History

England
- Name: HMS Southsea Castle
- Namesake: Southsea Castle
- Ordered: 24 December 1696
- Builder: Deptford Dockyard
- Launched: 6 November 1697
- Commissioned: November 1697
- Fate: Wrecked on Île-à-Vache off the coast of Hispaniola, 12 November 1699

General characteristics
- Class & type: 32-gun fifth rate
- Tons burthen: 38771⁄94 tons (bm)
- Length: 108 ft 0 in (32.92 m) gundeck; 89 ft 9 in (27.36 m) keel for tonnage;
- Beam: 28 ft 6 in (8.69 m)
- Depth of hold: 10 ft 9 in (3.28 m)
- Propulsion: Sails
- Sail plan: Full-rigged ship
- Complement: 145
- Armament: as built 32 guns; 4/4 × demi-culverins (LD); 22/20 × 6-pdr guns (UD); 6/4 × 4-pdr guns (QD);

= HMS Southsea Castle (1697) =

HMS Southsea Castle was a 32-gun fifth rate built at Deptford Dockyard in 1694/95. She was assigned to the West Indies. She was wrecked along with HMS Bideford on Hispaniola in November 1699.

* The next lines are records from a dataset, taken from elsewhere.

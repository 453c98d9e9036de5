//! Per-device request manager.
//!
//! Each device gets one manager that serializes its requests: at most one
//! request is on the wire per device at any time, queued requests run FIFO,
//! and refresh requests coalesce while one is already pending or in flight.
//!
//! The queue mutex is only ever held for pointer-sized bookkeeping, never
//! across an await. Whoever flips `busy` from false becomes the runner and
//! drains the queue inline; later submitters just append.

use std::collections::VecDeque;
use std::sync::Arc;

use parking_lot::Mutex;

use wled_api::{Transport, TransportError};

use crate::model::DeviceId;
use crate::request::{DeviceRequest, StateChange};
use crate::store::DeviceStore;

struct QueueState {
    pending: VecDeque<DeviceRequest>,
    busy: bool,
}

/// Held for the duration of a queue drain. Dropping it without an explicit
/// release means the draining future was cancelled; the device must not be
/// left busy with the refresh claim held.
struct RunnerSlot<'a> {
    manager: &'a DeviceRequestManager,
    released: bool,
}

impl Drop for RunnerSlot<'_> {
    fn drop(&mut self) {
        if self.released {
            return;
        }
        let mut state = self.manager.state.lock();
        self.manager.store.end_refresh(&self.manager.device_id);
        state.busy = false;
    }
}

/// Serializes and coalesces requests for a single device
pub struct DeviceRequestManager {
    device_id: DeviceId,
    store: Arc<DeviceStore>,
    transport: Arc<dyn Transport>,
    state: Mutex<QueueState>,
}

impl DeviceRequestManager {
    pub fn new(
        device_id: DeviceId,
        store: Arc<DeviceStore>,
        transport: Arc<dyn Transport>,
    ) -> Self {
        Self {
            device_id,
            store,
            transport,
            state: Mutex::new(QueueState {
                pending: VecDeque::new(),
                busy: false,
            }),
        }
    }

    pub fn device_id(&self) -> &DeviceId {
        &self.device_id
    }

    /// Submit a request. Returns `false` when a refresh was coalesced into
    /// one already pending or in flight.
    ///
    /// When this call wins the runner slot it drains the device's queue
    /// before returning; otherwise it returns immediately after enqueueing.
    pub async fn submit(&self, request: DeviceRequest) -> bool {
        let run = {
            let mut state = self.state.lock();

            // The refresh claim happens under the queue lock so it is
            // ordered against the runner's drain-and-release below: a
            // racing refresh either sees the claim held (coalesced) or
            // lands after release and becomes a fresh refresh.
            if request.is_refresh() && !self.store.try_begin_refresh(&self.device_id) {
                tracing::debug!(device = %self.device_id, "refresh coalesced");
                return false;
            }

            state.pending.push_back(request);
            if state.busy {
                false
            } else {
                state.busy = true;
                true
            }
        };

        if run {
            self.run_queue().await;
        }
        true
    }

    /// Convenience: submit a refresh
    pub async fn refresh(&self) -> bool {
        self.submit(DeviceRequest::Refresh).await
    }

    /// Convenience: submit a partial state change
    pub async fn change_state(&self, change: StateChange) -> bool {
        self.submit(DeviceRequest::ChangeState(change)).await
    }

    /// Convenience: submit a preset catalog fetch
    pub async fn fetch_presets(&self) -> bool {
        self.submit(DeviceRequest::FetchPresets).await
    }

    /// Drain the queue. Only the submitter that flipped `busy` runs this.
    ///
    /// The drain runs in the submitter's own future. If that caller stops
    /// polling mid-drain (timeout, abort), the slot guard releases `busy`
    /// and the refresh claim so the device does not stay wedged; anything
    /// still pending runs when the next submission takes the slot.
    async fn run_queue(&self) {
        let mut slot = RunnerSlot {
            manager: self,
            released: false,
        };
        loop {
            let next = {
                let mut state = self.state.lock();
                match state.pending.pop_front() {
                    Some(request) => request,
                    None => {
                        // Release the refresh claim before giving up the
                        // runner slot, still under the queue lock, so a
                        // racing submit cannot observe busy=false with the
                        // claim still held.
                        self.store.end_refresh(&self.device_id);
                        state.busy = false;
                        slot.released = true;
                        return;
                    }
                }
            };
            self.execute(next).await;
        }
    }

    /// Execute one request against the device.
    ///
    /// A failed request is dropped; the rest of the queue still runs.
    async fn execute(&self, request: DeviceRequest) {
        let device = match self.store.get(&self.device_id) {
            Some(device) => device,
            None => {
                tracing::debug!(device = %self.device_id, "device removed, dropping request");
                return;
            }
        };

        // Optimistic update so the UI reflects the user's action while the
        // round trip is in flight. Reconciled by apply_response on success.
        if let DeviceRequest::ChangeState(change) = &request {
            self.store
                .with_device_mut(&self.device_id, |record| change.apply_to(record));
        }

        let spec = request.build_spec(&device);
        match self.transport.execute(&device.address, &spec).await {
            Ok(body) => {
                if let Err(e) = request.apply_response(&self.store, &self.device_id, body) {
                    tracing::warn!(device = %self.device_id, error = %e, "discarding unusable response");
                }
            }
            Err(TransportError::Unreachable(e)) => {
                tracing::warn!(device = %self.device_id, address = %device.address, error = %e, "device unreachable");
                self.store.mark_offline(&self.device_id);
            }
            Err(e) => {
                // Malformed responses prove the host answered; cached state
                // stays as-is.
                tracing::warn!(device = %self.device_id, error = %e, "request failed");
            }
        }
    }
}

She was the second vessel to bear the name Southsea Castle since it was used for a 32-gun fifth rate built by Knowles of Redbridge on 1 August 1696 and wrecked on Dove Sand on 15 September 1697.

==Construction and specifications==
She was ordered on 24 December 1696 to be built at Deptford Dockyard under the guidance of Master Shipwright Fisher Harding. She was launched on 6 November 1697. Her dimensions were a gundeck of 108 ft 0 in with a keel of 89 ft 9 in for tonnage calculation with a breadth of 28 ft 6 in and a depth of hold of 10 ft 9 in. Her builder's measure tonnage was calculated as 38771/94 tons (burthen).

The gun armament initially was four demi-culverins on the lower deck (LD) with two pair of guns per side. The upper deck (UD) battery would consist of between twenty and twenty-two 6-pounder guns with ten or eleven guns per side. The gun battery would be completed by four 4-pounder guns on the quarterdeck (QD) with two to three guns per side.

==Commissioned service 1698-99==
She was commissioned in 1697 under the command of Captain Thomas Swanson. In 1699 Captain Thomas Stepney was assigned as her commander for service at Jamaica.

==Loss==
She was wrecked along with HMS Bideford on Île-à-Vache, off the coast of Hispaniola, on 12 November 1699.